An important op-ed piece has appeared in The New York Times regarding the Iranian nuclear issue. Authored by Bill Keller and entitled “Nuclear Mullahs,” the op-ed column does not question the view of all serious actors involved in the issue, which is that Iran’s nuclear program is a weapons program. Rather, Keller focuses on the central policy question connected with Iran’s nuclear weapons ambitions; should Tehran acquire a nuclear arsenal, can it be deterred in the manner of the former Soviet Union and United States during the cold war? In the words of Keller, “Why would Iran not be similarly deterred by the certainty that using nuclear weapons would bring a hellish reprisal? “
As the former executive-editor of The New York Times as well as being a current op-ed columnist, Keller’s voice will likely be interpreted as a reflection of mainstream thinking on the Iranian nuclear issue by policymakers who are influenced by his newspaper. The views of The New York Times still carry some weight in certain circles on Capitol Hill, so for that reason the views expressed by Keller are highly relevant. What is it, therefore, that Keller espouses on this menacing issue?

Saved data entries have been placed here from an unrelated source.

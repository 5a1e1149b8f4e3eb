//! HTTP server for the Quill blog engine.
//!
//! Exposes the public JSON read surface (posts, authors, related posts,
//! site globals) and the credential-gated admin surface (create post,
//! delete post, upload image). Reads never fail from the client's point of
//! view — store errors are logged and collapsed to empty values. Mutations
//! surface their errors as HTTP status plus `{"error": "..."}`.

pub mod auth;
pub mod config;
pub mod error;
pub mod handler;
pub mod router;
pub mod server;
pub mod state;

pub use auth::SessionAuthority;
pub use config::ServerConfig;
pub use error::{ApiError, ServerError, ServerResult};
pub use router::build_router;
pub use server::QuillServer;
pub use state::AppState;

After warning that, “Anyone who has a glib answer to this problem isn’t taking the subject seriously,” Keller than does precisely that. He raises the salient points that have been analyzed by decision makers in several countries concerned with the potential threat posed by Iran being transformed into a nuclear-armed state, then dismisses them with simplistic rationalizations devoid of substance or deep analytical thought. Here are some examples.
Keller accepts that a nuclear-armed Iran would be emboldened to create more mayhem in the Middle East through its puppets, such as Hezbollah, but then quotes a former diplomat who suggests that an Iran deprived of nuclear weapons through military means would be even more meddlesome. On the surface, this is a self-contradicting argument. Then, Keller raises an often-mentioned risk identified by strategic experts; an Iranian nuclear weapon would unleash the proliferation genie, creating a nuclear arms race in a region already beset with instability and political volatility. While acknowledging that Saudi Arabia would seek nuclear arms, and may purchase such weapons from Pakistan (“not a pleasant thought,” muses Keller), he then ignores the implications while dismissing the other Middle East actors as having “strong reasons not to join the race,” without specifying those reasons or taking into account the deep Sunni antagonism and fears towards Iran’s Shiite ideology and perceived ambitions for regional dominance.
On the matter of Israel’s perception that a nuclear-armed Iran represents an existential threat, Keller writes, “The regime in Iran is brutal, mendacious and meddlesome, and given to spraying gobbets of Hitleresque bile at the Jewish state. ” Yet, Keller in his piece maintains an iconoclastic belief bordering on religious messianism that Iran’s nuclear weapons program cannot possibly represent a danger of annihilation to Israel. To buttress his conviction, he resorts to claiming that history proves that nuclear-armed states somehow behave more rationally.
The question I would put to Bill Keller is this; would Nazi Germany have behaved more rationally if it had become nuclear-armed? Would Imperial Japan have refrained from attacking Pearl Harbor if it had possessed atomic bombs?
The central flaw in Bill Keller’s op-ed on the Iranian nuclear issue is that it totally ignores the character and substance of the Iranian theocratic regime, its grand strategic vision and world view, and how nuclear weapons fit in with their ideology. This is a barbarous, ruthless regime with extreme ideological imperatives dominating its tactical and strategic thinking. To have hope that acquisition of the ultimate weapon of mass destruction would somehow transform such a regime into a responsible regional actor contradicts all historical parallels. It reminds one of the policy of appeasement adopted by the Western democracies in the 1930s towards Nazi Germany. It was hoped back then that allowing an ideologically driven dictatorship to rearm and expand would somehow moderate its extremist views and lead to more rational behavior. Among the strongest supporters of the policy of appeasement back in the 1930s were the major newspapers of the Western world.
Now, it is The New York Times that is suggesting, through Bill Keller’s piece, that preventative military means be taken off the table in regards to the Iranian nuclear issue. He doesn’t want a nuclear-armed Iran, but is unwilling to use force to prevent such an outcome, and ends his piece with calls for diplomacy and a “Nixon-to-China” moment. As in the 1930s, the world is approaching a moment of truth, and just as back then, important voices within politics and journalism are desperately groping for unattainable answers short of military confrontation, not realizing until it is too late that the diplomatic option with an extremist totalitarian state was illusory.